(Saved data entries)
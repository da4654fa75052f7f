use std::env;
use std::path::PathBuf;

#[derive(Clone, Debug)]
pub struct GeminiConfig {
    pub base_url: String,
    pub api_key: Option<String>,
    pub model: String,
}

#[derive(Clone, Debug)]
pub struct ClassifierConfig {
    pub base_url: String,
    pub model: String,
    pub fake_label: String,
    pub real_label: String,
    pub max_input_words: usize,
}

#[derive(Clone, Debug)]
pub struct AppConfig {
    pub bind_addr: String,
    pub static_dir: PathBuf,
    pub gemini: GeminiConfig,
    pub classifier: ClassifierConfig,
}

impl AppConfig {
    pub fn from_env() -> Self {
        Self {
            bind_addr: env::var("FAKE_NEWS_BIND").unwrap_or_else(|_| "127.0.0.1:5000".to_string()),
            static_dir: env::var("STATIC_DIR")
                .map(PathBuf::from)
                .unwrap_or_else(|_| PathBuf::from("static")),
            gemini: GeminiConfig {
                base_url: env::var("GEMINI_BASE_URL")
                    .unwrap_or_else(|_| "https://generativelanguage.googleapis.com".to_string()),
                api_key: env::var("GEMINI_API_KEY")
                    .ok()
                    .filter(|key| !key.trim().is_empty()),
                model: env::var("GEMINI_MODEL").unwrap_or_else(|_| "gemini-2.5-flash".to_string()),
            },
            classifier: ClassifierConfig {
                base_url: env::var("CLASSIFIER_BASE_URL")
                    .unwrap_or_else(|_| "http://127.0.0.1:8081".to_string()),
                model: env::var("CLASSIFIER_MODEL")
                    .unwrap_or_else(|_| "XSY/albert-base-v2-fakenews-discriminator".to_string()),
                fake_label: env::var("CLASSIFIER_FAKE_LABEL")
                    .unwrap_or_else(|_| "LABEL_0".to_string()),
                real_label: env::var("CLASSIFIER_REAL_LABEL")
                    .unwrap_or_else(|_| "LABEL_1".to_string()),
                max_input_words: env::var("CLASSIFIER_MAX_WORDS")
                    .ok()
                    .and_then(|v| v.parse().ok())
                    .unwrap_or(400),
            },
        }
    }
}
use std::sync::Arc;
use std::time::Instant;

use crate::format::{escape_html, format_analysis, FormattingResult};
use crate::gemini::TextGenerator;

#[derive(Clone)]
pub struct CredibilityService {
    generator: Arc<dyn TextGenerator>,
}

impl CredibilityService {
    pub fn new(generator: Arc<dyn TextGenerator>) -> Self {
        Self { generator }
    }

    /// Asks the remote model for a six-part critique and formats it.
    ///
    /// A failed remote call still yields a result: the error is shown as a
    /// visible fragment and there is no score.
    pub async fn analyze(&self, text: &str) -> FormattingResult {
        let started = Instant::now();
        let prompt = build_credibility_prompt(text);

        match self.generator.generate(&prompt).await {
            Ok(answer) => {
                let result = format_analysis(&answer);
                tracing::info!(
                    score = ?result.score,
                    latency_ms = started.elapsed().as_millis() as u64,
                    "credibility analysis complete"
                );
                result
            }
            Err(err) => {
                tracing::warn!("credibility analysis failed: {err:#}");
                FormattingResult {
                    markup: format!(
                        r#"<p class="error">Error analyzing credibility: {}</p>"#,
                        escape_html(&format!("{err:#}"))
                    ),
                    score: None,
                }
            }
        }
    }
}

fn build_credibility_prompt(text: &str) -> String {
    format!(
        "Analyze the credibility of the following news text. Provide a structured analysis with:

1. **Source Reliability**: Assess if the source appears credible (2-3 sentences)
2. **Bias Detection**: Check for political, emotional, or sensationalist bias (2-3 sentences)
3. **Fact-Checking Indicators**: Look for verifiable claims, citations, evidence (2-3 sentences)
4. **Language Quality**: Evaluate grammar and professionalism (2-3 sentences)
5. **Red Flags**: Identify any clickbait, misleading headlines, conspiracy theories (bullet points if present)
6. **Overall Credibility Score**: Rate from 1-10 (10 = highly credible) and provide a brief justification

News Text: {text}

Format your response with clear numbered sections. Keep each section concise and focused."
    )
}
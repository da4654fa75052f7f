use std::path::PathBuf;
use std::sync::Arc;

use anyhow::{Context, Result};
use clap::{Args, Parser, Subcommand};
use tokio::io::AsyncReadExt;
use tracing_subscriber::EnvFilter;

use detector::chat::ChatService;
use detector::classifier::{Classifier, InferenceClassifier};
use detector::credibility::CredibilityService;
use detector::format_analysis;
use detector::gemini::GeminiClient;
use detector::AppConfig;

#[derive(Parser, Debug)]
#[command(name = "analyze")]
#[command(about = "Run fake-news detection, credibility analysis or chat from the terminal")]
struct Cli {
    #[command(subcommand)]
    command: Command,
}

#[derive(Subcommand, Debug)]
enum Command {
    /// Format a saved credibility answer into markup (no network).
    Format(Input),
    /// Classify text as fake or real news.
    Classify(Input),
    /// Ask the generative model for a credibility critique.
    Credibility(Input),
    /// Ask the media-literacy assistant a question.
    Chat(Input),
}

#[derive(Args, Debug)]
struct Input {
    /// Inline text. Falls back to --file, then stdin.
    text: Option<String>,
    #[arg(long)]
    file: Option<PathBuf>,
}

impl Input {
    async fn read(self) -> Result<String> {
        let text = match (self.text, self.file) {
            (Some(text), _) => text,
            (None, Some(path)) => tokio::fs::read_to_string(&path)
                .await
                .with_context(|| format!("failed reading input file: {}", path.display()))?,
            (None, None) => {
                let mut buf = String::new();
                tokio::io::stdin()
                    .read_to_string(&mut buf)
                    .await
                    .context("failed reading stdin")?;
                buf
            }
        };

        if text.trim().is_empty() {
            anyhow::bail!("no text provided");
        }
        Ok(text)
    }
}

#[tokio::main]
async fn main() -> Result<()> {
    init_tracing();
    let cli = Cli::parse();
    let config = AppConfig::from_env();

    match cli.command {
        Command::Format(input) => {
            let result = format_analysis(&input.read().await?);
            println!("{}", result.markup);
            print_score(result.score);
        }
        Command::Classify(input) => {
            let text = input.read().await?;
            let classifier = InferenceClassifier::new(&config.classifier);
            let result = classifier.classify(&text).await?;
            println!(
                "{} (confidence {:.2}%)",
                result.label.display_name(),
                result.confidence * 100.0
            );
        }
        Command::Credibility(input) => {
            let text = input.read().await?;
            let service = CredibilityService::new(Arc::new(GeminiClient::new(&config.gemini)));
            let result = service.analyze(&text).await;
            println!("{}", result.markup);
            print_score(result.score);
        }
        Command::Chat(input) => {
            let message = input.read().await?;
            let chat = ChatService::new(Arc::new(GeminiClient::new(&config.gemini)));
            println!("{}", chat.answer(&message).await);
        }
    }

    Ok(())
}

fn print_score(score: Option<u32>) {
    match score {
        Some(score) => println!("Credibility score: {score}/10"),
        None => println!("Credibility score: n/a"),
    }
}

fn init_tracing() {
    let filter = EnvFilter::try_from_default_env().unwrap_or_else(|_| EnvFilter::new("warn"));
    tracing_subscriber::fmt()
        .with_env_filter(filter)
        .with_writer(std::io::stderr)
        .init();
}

● ASSIGNMENT: Find every line in the records that contains the word "trim"; copy those lines.

● RESULT FOR THIS EXERCISE:
                    .filter(|key| !key.trim().is_empty()),
        if text.trim().is_empty() {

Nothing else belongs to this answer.